Well, not so much fun and leisure as...get some damn writing done, you fool!

A while ago, I attended a writers' workshop and the lady who hosted it told us all to go away with this bit of advice - to write for just ten minutes a day. I was determined to go ahead with it and I did...for two days. So today I remembered that I'd resolved to do so and I whipped out my journal and wrote for fifteen minutes.

I'm typing out pretty much the same thing that I wrote earlier, with some differences. I find I can go a lot more in-depth when I'm typing than when I'm writing by hand. Writing by hand is such a chore!

I've struggled with loneliness a lot throughout my twenty-nine years. I struggled with it when I was the only one home with my mum when I was a teen and everybody else had other places to be. I struggled with it after marriage and when we moved into our own house for the first time. I struggled with it after my son was born and I felt torn between pursuing my writing and being a good mum, because my culture seems to indicate that a woman has absolutely no chance of living her own life - or at least, she has no chance of attaining any goals she hasn't already attained - once she has children.

I feel it occasionally still, even though I get so little time to myself nowadays that any alone time is simply awesome. I've tried to come to terms with the idea that being alone isn't a bad thing - and a lot of the time, it isn't. My friends don't live nearby so I don't get to see them often, and even when I do, I feel like there isn't much depth to our conversations. I'm surrounded by people who do not think like me, who do not share any of my interests and hobbies. I feel like I've become desensitised to isolation. Loneliness is my preferred way to be.

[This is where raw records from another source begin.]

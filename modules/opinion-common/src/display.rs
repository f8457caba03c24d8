//! Chinese display names for label values.
//!
//! Composite labels are translated per component and joined with `/`.
//! Values without a known translation pass through unchanged.

fn translate_with(raw: &str, table: &[(&str, &str)]) -> String {
    raw.split('|')
        .map(str::trim)
        .filter(|part| !part.is_empty())
        .map(|part| {
            table
                .iter()
                .find(|(key, _)| key.eq_ignore_ascii_case(part))
                .map(|(_, name)| *name)
                .unwrap_or(part)
        })
        .collect::<Vec<_>>()
        .join("/")
}

const SENTIMENT: &[(&str, &str)] = &[
    ("positive", "正面"),
    ("negative", "负面"),
    ("neutral", "中立"),
    ("unknown", "未知"),
];

const RISK: &[(&str, &str)] = &[
    ("critical", "严重"),
    ("high", "高"),
    ("medium", "中"),
    ("low", "低"),
    ("unknown", "未知"),
];

const TOPIC: &[(&str, &str)] = &[
    ("tax_policy", "税收政策"),
    ("business_risk", "商业风险"),
    ("price_impact", "价格影响"),
    ("compliance", "合规性"),
    ("advocacy", "诉求建议"),
    ("other", "其他"),
    ("unknown", "未知"),
];

const ACTOR: &[(&str, &str)] = &[
    ("consumer", "消费者"),
    ("enterprise", "企业"),
    ("cross_border_seller", "跨境卖家"),
    ("general_public", "社会公众"),
    ("government", "政府"),
    ("media", "媒体"),
    ("other", "其他"),
    ("multiple", "多方"),
    ("student", "学生"),
    ("individual", "个人"),
    ("graduate", "研究生"),
    ("unknown", "未知"),
];

pub fn translate_sentiment(raw: &str) -> String {
    translate_with(raw, SENTIMENT)
}

pub fn translate_risk(raw: &str) -> String {
    translate_with(raw, RISK)
}

pub fn translate_topic(raw: &str) -> String {
    translate_with(raw, TOPIC)
}

pub fn translate_actor(raw: &str) -> String {
    translate_with(raw, ACTOR)
}

/// Patterns are customs codes and read the same in both languages.
pub fn translate_pattern(raw: &str) -> String {
    translate_with(raw, &[("multiple", "多种模式"), ("unknown", "未知")])
}

pub fn translate(dim: crate::labels::Dimension, raw: &str) -> String {
    use crate::labels::Dimension;
    match dim {
        Dimension::Sentiment => translate_sentiment(raw),
        Dimension::Topic => translate_topic(raw),
        Dimension::Pattern => translate_pattern(raw),
        Dimension::Risk => translate_risk(raw),
        Dimension::Actor => translate_actor(raw),
    }
}
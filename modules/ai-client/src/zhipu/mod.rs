//! Zhipu GLM provider.
//!
//! The BigModel open platform speaks the OpenAI chat-completions protocol,
//! so this wraps [`OpenAi`] with the GLM endpoint. GLM honors
//! `response_format: json_object` (see [`ChatOptions::json_mode`]) but not
//! strict JSON schemas, so callers parse replies leniently.

use async_trait::async_trait;

use crate::error::Result;
use crate::openai::OpenAi;
use crate::traits::{ChatModel, ChatOptions, Message};

pub const ZHIPU_API_URL: &str = "https://open.bigmodel.cn/api/paas/v4";
pub const DEFAULT_MODEL: &str = "glm-4-flash";

#[derive(Clone)]
pub struct Zhipu {
    inner: OpenAi,
}

impl Zhipu {
    pub fn new(api_key: impl Into<String>, model: impl Into<String>) -> Self {
        Self {
            inner: OpenAi::new(api_key, model).with_base_url(ZHIPU_API_URL),
        }
    }

    /// Point at a different OpenAI-compatible host (proxy, self-hosted GLM).
    pub fn with_base_url(mut self, url: impl Into<String>) -> Self {
        self.inner = self.inner.with_base_url(url);
        self
    }

    pub fn with_http_client(mut self, http: reqwest::Client) -> Self {
        self.inner = self.inner.with_http_client(http);
        self
    }

    pub fn base_url(&self) -> &str {
        self.inner.base_url()
    }
}

#[async_trait]
impl ChatModel for Zhipu {
    fn model(&self) -> &str {
        self.inner.model()
    }

    async fn chat(&self, messages: &[Message], options: &ChatOptions) -> Result<String> {
        self.inner.chat(messages, options).await
    }
}
use std::path::PathBuf;

use thiserror::Error;

#[derive(Error, Debug)]
pub enum OpinionError {
    #[error("I/O error on {path}: {source}")]
    Io {
        path: PathBuf,
        #[source]
        source: std::io::Error,
    },

    #[error("JSON error in {path}: {source}")]
    Json {
        path: PathBuf,
        #[source]
        source: serde_json::Error,
    },

    #[error("Config file error in {path}: {source}")]
    Toml {
        path: PathBuf,
        #[source]
        source: toml::de::Error,
    },

    #[error("Configuration error: {0}")]
    Config(String),

    #[error("Validation error: {0}")]
    Validation(String),

    #[error("Labeling error: {0}")]
    Labeling(String),

    #[error("Run cancelled")]
    Cancelled,
}

impl OpinionError {
    pub fn io(path: impl Into<PathBuf>, source: std::io::Error) -> Self {
        OpinionError::Io {
            path: path.into(),
            source,
        }
    }

    pub fn json(path: impl Into<PathBuf>, source: serde_json::Error) -> Self {
        OpinionError::Json {
            path: path.into(),
            source,
        }
    }
}

pub type Result<T> = std::result::Result<T, OpinionError>;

I walked into my college cafeteria at lunch today and it was the usual hubbub of activity. Youngsters walking around, chatting animatedly, shouting across the room, laughing, eating, socialising. I could recall how that clamour wouldn't have bothered me ten-twelve years ago, when I would have been one of the youngsters talking excitedly with her friends. But, as this moment, I just found an out-of-the-way little table and sat down. I watched the crowds for a while, wondering why it was only at moments like these that the sense of isolation became so strong. In the middle of a crowd, I feel most alone.
July 6, 2019 at 4:17pm
July 6, 2019 at 4:17pm
#962163
20:47

I'm so tired! This always happens when I go to my parents' house. All I can think about is how tired I am, since I'm sat there doing nothing. And what's worse - I need to stay there for the next few weeks! I was supposed to go out to buy a laptop today but you'd be surprised how you can lose track of time when you're doing absolutely nothing. By the time I thought to get my phone out to check the store's opening/closing times, it was already half six and they close at six on a Saturday. Until I've secured a computer with access to Microsoft Word, I won't be comfortable staying there! The thought of even spending the rest of this evening without a computer is like having a limb cut off! I've come back home to collect a few things so I thought I'd get my entry done. I wanna stay home! T_T

Anywho, enough with the grousing. I'll get back to the story planning.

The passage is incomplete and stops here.